Reindeer central

Autumn 2016
Elizabeth Arnold ’82 standing on ice in front of a ship

Elizabeth Arnold ’82

A former NPR journalist reports from an untamed land stressed by climate change

Elizabeth Arnold ’82 recently made final edits to her video interview with Ivan, a retired Russian reindeer herder who grew up following the rangy animals’ migratory patterns and knows firsthand the effect that climate change is having on them.

While Ivan recalls herds of 200,000 reindeer, for instance, there are now around 2,000. Nevertheless, he returns each summer to the tundra where his mother raised him. Going back is “in the blood,” he said.
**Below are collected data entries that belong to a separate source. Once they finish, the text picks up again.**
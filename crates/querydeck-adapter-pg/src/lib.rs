use anyhow::Context;
use async_trait::async_trait;
use querydeck_core::DatabaseConfig;
use querydeck_mcp::executor::{Executor, ExecutorError, Row};
use serde_json::Value;
use sqlx::postgres::{PgConnectOptions, PgPoolOptions};
use sqlx::{PgPool, Row as _};
use std::str::FromStr;
use std::time::Duration;

/// Statement keywords whose results can be wrapped in a subquery.
const ROW_RETURNING: &[&str] = &["select", "with", "values", "table"];

pub struct PgExecutor {
    pool: PgPool,
    target: String,
    query_timeout: Option<Duration>,
}

impl PgExecutor {
    /// Open a connection pool from configuration.
    pub async fn connect(config: &DatabaseConfig) -> anyhow::Result<Self> {
        let target = config.redacted_target();
        let pool = PgPoolOptions::new()
            .max_connections(config.max_connections)
            .acquire_timeout(Duration::from_secs(config.connect_timeout_secs))
            .connect_with(connect_options(config)?)
            .await
            .with_context(|| format!("failed to connect to {}", target))?;

        tracing::info!(database = %target, "Connected to Postgres");
        Ok(Self::from_pool(pool, target)
            .with_query_timeout(config.query_timeout_secs.map(Duration::from_secs)))
    }

    pub fn from_pool(pool: PgPool, target: impl Into<String>) -> Self {
        Self {
            pool,
            target: target.into(),
            query_timeout: None,
        }
    }

    pub fn with_query_timeout(mut self, timeout: Option<Duration>) -> Self {
        self.query_timeout = timeout;
        self
    }

    async fn run(&self, sql: &str) -> Result<Vec<Row>, ExecutorError> {
        let Some(wrapped) = wrap_statement(sql) else {
            let done = sqlx::query(sql)
                .execute(&self.pool)
                .await
                .map_err(map_sqlx_error)?;
            tracing::debug!(rows_affected = done.rows_affected(), "Statement executed");
            return Ok(Vec::new());
        };

        let records = sqlx::query(&wrapped)
            .fetch_all(&self.pool)
            .await
            .map_err(map_sqlx_error)?;

        let mut rows = Vec::with_capacity(records.len());
        for record in records {
            let value: Value = record.try_get("row").map_err(map_sqlx_error)?;
            rows.push(into_row(value));
        }
        Ok(rows)
    }
}

#[async_trait]
impl Executor for PgExecutor {
    fn kind(&self) -> &str {
        "postgres"
    }

    fn target(&self) -> String {
        self.target.clone()
    }

    async fn execute(&self, sql: &str) -> Result<Vec<Row>, ExecutorError> {
        match self.query_timeout {
            Some(limit) => tokio::time::timeout(limit, self.run(sql))
                .await
                .map_err(|_| ExecutorError::Timeout(limit))?,
            None => self.run(sql).await,
        }
    }

    async fn ping(&self) -> Result<(), ExecutorError> {
        sqlx::query("SELECT 1")
            .execute(&self.pool)
            .await
            .map(|_| ())
            .map_err(map_sqlx_error)
    }

    async fn close(&self) {
        self.pool.close().await;
        tracing::info!(database = %self.target, "Closed Postgres pool");
    }
}

/// Connection options from either the URL or the individual settings.
pub fn connect_options(config: &DatabaseConfig) -> anyhow::Result<PgConnectOptions> {
    if let Some(url) = &config.url {
        return PgConnectOptions::from_str(url)
            .with_context(|| format!("invalid database url for {}", config.redacted_target()));
    }

    let mut options = PgConnectOptions::new();
    if let Some(host) = &config.host {
        options = options.host(host);
    }
    if let Some(port) = config.port {
        options = options.port(port);
    }
    if let Some(database) = &config.database {
        options = options.database(database);
    }
    if let Some(username) = &config.username {
        options = options.username(username);
    }
    if let Some(password) = &config.password {
        options = options.password(password);
    }
    Ok(options)
}

/// Wrap a row-returning statement so each row comes back as one JSON object.
///
/// Returns `None` for statements that cannot be used as a subquery.
pub fn wrap_statement(sql: &str) -> Option<String> {
    let body = sql.trim().trim_end_matches(';').trim_end();
    let keyword = body
        .split(|c: char| c.is_whitespace() || c == '(')
        .next()?
        .to_ascii_lowercase();
    if !ROW_RETURNING.contains(&keyword.as_str()) {
        return None;
    }
    // Newlines keep a trailing line comment from swallowing the closing paren.
    Some(format!("SELECT to_jsonb(q) AS row FROM (\n{}\n) AS q", body))
}

fn into_row(value: Value) -> Row {
    match value {
        Value::Object(map) => map,
        other => {
            let mut row = Row::new();
            row.insert("value".to_string(), other);
            row
        }
    }
}

fn map_sqlx_error(err: sqlx::Error) -> ExecutorError {
    match err {
        sqlx::Error::PoolTimedOut
        | sqlx::Error::PoolClosed
        | sqlx::Error::Io(_)
        | sqlx::Error::Tls(_) => ExecutorError::Connection(err.to_string()),
        other => ExecutorError::Query(other.to_string()),
    }
}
With a three-year grant from the National Park Service, Arnold reports for ArcticProfiles.com, whose goal is to produce intimate portraits of people in the Arctic — specifically, its Beringia region, which includes parts of Alaska, Russia, and Canada that share similar geology because of their former link at the Bering Land Bridge.

“Everybody’s looking to the North right now because of climate change,” said Arnold, a journalism professor at the University of Alaska in Anchorage. “These stories will help people in the lower 48 know more about folks up here. People think we’re up here in igloos.”

Arnold’s work for the site also includes Soundings, a series of three- to four-minute stories about The Bering Sea Project, a National Science Foundation–funded study in which more than 100 scientists are looking at the impact of climate change on dynamic sea ice cover. One of her audio segments explores how disappearing ice changes walrus behavior. Massive mammals that once floated on sea ice all summer, the walruses now pack onto shorelines. In more confined spaces, they can trample smaller walruses and have a harder time finding food.

Finding science stories sent Arnold on a Russian icebreaker last summer to Wrangel Island, in the Arctic Circle above Russia. There she interviewed Ivan and other reindeer herders, as well as scientists studying everything from Arctic plants to musk-oxen. Hearing and telling these stories keeps Arnold in this often-raw land.

“Having been to the North Pole a couple of times, I’ve seen how fast it’s changing,” said Arnold. “Putting a face on it and helping people understand has become a passion.”

Arnold has been back in the 49th state since 2003, telling stories of Northern people and changes in local climates. She cut her teeth there as a fledgling reporter before moving to Washington, D.C., to be a national political correspondent for National Public Radio. Alaska beckoned, she said, because it is “a wild place, full of opportunity.”

These days, she interviews scientists more often than heads of state, and she feels lucky that Alaska, given the need to reach residents in remote towns, still emphasizes great radio projects: “My heart is in radio.”